→ **WHAT YOU WILL DO**: Among the lines of the records below, copy those that hold the word "unwrap".

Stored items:
▬▬▬

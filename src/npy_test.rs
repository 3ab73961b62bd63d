use super::*;
use ndarray::array;

/// Hand-build an NPY payload with an arbitrary header dict and raw data.
fn raw_npy(header_dict: &str, data: &[u8]) -> Vec<u8> {
    let mut header = header_dict.as_bytes().to_vec();
    let unpadded = HEADER_START + header.len() + 1;
    let pad = (HEADER_ALIGN - unpadded % HEADER_ALIGN) % HEADER_ALIGN;
    header.extend(std::iter::repeat_n(b' ', pad));
    header.push(b'\n');

    let mut out = Vec::new();
    out.extend_from_slice(MAGIC);
    out.extend_from_slice(&[1, 0]);
    out.extend_from_slice(&u16::try_from(header.len()).unwrap().to_le_bytes());
    out.extend_from_slice(&header);
    out.extend_from_slice(data);
    out
}

#[test]
fn encode_layout_is_self_describing() {
    let bytes = encode(&array![[1.0f32, 2.0, 3.0], [4.0, 5.0, 6.0]]);

    assert_eq!(&bytes[..6], MAGIC);
    assert_eq!(&bytes[6..8], &[1, 0]);

    let header_len = usize::from(u16::from_le_bytes([bytes[8], bytes[9]]));
    // Data section is 64-byte aligned.
    assert_eq!((HEADER_START + header_len) % HEADER_ALIGN, 0);

    let header = std::str::from_utf8(&bytes[HEADER_START..HEADER_START + header_len]).unwrap();
    assert!(header.contains("'descr': '<f4'"));
    assert!(header.contains("'fortran_order': False"));
    assert!(header.contains("'shape': (2, 3)"));
    assert!(header.ends_with('\n'));

    assert_eq!(bytes.len(), HEADER_START + header_len + 6 * 4);
}

#[test]
fn round_trip_preserves_shape_and_values() {
    let original = array![[0.5f32, -1.25], [3.75, 1e30]];
    let decoded = decode(&encode(&original)).expect("decode");
    assert_eq!(decoded, original);
}

#[test]
fn decode_widens_u16_counts() {
    let mut data = Vec::new();
    for v in [0u16, 1, 65535, 42] {
        data.extend_from_slice(&v.to_le_bytes());
    }
    let bytes = raw_npy("{'descr': '<u2', 'fortran_order': False, 'shape': (2, 2), }", &data);

    let decoded = decode(&bytes).expect("decode");
    assert_eq!(decoded, array![[0.0f32, 1.0], [65535.0, 42.0]]);
}

#[test]
fn decode_rejects_bad_magic() {
    assert!(matches!(decode(b"NOTNPY\x01\x00\x00\x00"), Err(CodecError::BadMagic)));
    assert!(matches!(decode(&[]), Err(CodecError::BadMagic)));
}

#[test]
fn decode_rejects_unknown_version() {
    let mut bytes = encode(&array![[1.0f32]]);
    bytes[6] = 2;
    assert!(matches!(decode(&bytes), Err(CodecError::UnsupportedVersion(2, 0))));
}

#[test]
fn decode_rejects_truncated_data() {
    let mut bytes = encode(&array![[1.0f32, 2.0]]);
    bytes.truncate(bytes.len() - 1);
    assert!(matches!(decode(&bytes), Err(CodecError::LengthMismatch)));
}

#[test]
fn decode_rejects_fortran_order() {
    let bytes = raw_npy(
        "{'descr': '<f4', 'fortran_order': True, 'shape': (1, 1), }",
        &1.0f32.to_le_bytes(),
    );
    assert!(matches!(decode(&bytes), Err(CodecError::FortranOrder)));
}

#[test]
fn decode_rejects_non_two_dimensional() {
    let mut data = Vec::new();
    for v in [1.0f32, 2.0, 3.0, 4.0] {
        data.extend_from_slice(&v.to_le_bytes());
    }
    let bytes = raw_npy("{'descr': '<f4', 'fortran_order': False, 'shape': (4,), }", &data);
    assert!(matches!(decode(&bytes), Err(CodecError::NotTwoDimensional)));
}

#[test]
fn decode_rejects_unsupported_dtype() {
    let bytes = raw_npy(
        "{'descr': '<f8', 'fortran_order': False, 'shape': (1, 1), }",
        &1.0f64.to_le_bytes(),
    );
    assert!(matches!(decode(&bytes), Err(CodecError::UnsupportedDtype(d)) if d == "<f8"));
}

#[test]
fn encode_empty_array() {
    let decoded = decode(&encode(&Array2::<f32>::zeros((0, 0)))).expect("decode");
    assert_eq!(decoded.dim(), (0, 0));
}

▬▬▬

→ **OUTPUT OF THE EXERCISE**:
    out.extend_from_slice(&u16::try_from(header.len()).unwrap().to_le_bytes());
    let header = std::str::from_utf8(&bytes[HEADER_START..HEADER_START + header_len]).unwrap();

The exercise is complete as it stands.